**Data section**:
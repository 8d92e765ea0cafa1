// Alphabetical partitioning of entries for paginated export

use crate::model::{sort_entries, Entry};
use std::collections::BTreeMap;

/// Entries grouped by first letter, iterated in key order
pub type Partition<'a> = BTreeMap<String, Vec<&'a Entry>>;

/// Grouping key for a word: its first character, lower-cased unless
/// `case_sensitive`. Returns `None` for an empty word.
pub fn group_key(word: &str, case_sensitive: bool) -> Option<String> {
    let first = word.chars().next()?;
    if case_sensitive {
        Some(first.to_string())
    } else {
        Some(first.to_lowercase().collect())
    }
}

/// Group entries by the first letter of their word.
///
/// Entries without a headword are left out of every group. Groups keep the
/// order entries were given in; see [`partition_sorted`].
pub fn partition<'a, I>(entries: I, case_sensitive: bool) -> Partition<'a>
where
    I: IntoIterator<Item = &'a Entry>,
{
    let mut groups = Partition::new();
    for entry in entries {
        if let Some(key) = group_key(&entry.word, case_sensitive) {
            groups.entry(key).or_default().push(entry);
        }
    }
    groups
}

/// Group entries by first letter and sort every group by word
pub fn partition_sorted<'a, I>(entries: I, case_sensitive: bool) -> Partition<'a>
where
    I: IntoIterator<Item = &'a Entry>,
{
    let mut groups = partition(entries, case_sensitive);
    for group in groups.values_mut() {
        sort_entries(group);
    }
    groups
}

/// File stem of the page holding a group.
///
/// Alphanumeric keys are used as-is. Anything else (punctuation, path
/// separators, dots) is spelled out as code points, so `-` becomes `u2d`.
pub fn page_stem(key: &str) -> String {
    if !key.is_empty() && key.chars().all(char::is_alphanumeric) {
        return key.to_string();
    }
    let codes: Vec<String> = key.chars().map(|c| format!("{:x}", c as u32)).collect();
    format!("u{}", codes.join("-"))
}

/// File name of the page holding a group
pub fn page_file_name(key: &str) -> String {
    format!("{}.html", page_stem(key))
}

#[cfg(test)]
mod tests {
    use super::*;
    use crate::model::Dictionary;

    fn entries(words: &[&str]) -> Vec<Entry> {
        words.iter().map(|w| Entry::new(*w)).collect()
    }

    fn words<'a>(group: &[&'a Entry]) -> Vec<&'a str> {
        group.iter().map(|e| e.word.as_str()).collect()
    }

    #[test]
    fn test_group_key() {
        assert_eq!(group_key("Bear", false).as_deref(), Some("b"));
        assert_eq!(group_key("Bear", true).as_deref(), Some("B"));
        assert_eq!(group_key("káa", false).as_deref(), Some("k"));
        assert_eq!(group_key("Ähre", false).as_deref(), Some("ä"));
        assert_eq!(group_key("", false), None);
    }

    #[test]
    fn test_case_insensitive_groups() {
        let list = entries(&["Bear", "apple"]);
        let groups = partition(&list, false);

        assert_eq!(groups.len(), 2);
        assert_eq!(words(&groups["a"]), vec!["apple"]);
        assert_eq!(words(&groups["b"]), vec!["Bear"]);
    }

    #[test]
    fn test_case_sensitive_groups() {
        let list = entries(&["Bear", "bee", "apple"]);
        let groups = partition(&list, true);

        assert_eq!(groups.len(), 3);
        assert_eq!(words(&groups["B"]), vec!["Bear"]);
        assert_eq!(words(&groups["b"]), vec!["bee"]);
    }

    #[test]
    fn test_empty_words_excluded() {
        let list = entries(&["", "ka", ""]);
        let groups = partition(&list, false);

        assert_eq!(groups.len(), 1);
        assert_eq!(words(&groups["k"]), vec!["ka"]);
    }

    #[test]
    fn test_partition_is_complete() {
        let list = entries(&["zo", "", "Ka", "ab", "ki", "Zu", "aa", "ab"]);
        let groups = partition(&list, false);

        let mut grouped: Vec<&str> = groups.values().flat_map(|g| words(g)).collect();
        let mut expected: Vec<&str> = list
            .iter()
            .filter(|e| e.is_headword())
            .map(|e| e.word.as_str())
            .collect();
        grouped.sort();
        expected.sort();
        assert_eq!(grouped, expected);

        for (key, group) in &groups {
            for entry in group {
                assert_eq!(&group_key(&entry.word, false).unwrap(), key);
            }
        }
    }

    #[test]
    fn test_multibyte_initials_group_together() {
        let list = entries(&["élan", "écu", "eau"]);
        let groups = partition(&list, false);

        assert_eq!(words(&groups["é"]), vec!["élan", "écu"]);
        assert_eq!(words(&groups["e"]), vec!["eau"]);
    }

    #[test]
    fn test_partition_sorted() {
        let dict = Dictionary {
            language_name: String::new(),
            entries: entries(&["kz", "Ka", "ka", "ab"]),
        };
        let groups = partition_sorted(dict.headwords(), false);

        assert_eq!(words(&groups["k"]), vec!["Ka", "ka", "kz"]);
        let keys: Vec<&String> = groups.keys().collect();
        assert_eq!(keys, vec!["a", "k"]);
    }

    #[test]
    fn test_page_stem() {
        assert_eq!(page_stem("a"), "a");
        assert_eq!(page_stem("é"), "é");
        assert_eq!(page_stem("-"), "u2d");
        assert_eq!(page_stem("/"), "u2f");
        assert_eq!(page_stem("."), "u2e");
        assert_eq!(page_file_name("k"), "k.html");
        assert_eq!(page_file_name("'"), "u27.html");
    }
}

...

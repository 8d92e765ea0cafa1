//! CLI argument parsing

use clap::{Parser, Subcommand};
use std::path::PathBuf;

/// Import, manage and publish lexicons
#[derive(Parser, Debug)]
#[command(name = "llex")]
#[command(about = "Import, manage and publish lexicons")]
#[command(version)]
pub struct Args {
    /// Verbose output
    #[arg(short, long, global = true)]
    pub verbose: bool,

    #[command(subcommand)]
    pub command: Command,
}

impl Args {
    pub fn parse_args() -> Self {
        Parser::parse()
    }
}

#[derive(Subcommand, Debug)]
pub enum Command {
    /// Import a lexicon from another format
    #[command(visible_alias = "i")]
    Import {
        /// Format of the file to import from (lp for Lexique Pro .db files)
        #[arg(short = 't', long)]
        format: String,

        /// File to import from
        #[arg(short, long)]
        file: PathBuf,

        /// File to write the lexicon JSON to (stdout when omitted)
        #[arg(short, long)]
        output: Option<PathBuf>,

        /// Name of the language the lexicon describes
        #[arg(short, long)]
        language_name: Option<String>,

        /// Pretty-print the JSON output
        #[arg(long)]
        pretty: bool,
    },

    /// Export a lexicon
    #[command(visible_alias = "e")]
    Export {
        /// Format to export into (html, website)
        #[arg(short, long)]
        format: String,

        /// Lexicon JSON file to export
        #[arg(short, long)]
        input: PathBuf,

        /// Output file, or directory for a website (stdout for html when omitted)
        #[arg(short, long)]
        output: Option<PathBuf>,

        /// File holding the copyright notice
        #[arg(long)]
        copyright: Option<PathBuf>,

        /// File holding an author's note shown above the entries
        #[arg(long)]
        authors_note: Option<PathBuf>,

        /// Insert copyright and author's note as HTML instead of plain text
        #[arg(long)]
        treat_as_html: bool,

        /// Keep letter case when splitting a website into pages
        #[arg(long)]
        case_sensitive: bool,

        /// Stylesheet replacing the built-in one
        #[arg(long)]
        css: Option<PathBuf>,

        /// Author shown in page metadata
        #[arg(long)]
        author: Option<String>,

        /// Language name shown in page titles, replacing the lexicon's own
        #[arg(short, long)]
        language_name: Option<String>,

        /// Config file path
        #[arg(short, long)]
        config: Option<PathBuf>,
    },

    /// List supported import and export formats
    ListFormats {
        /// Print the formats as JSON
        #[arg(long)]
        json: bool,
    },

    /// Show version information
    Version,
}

**What to do**: State how many lines in the listing above contain the string "every". Include no other words.

**Task output**: 2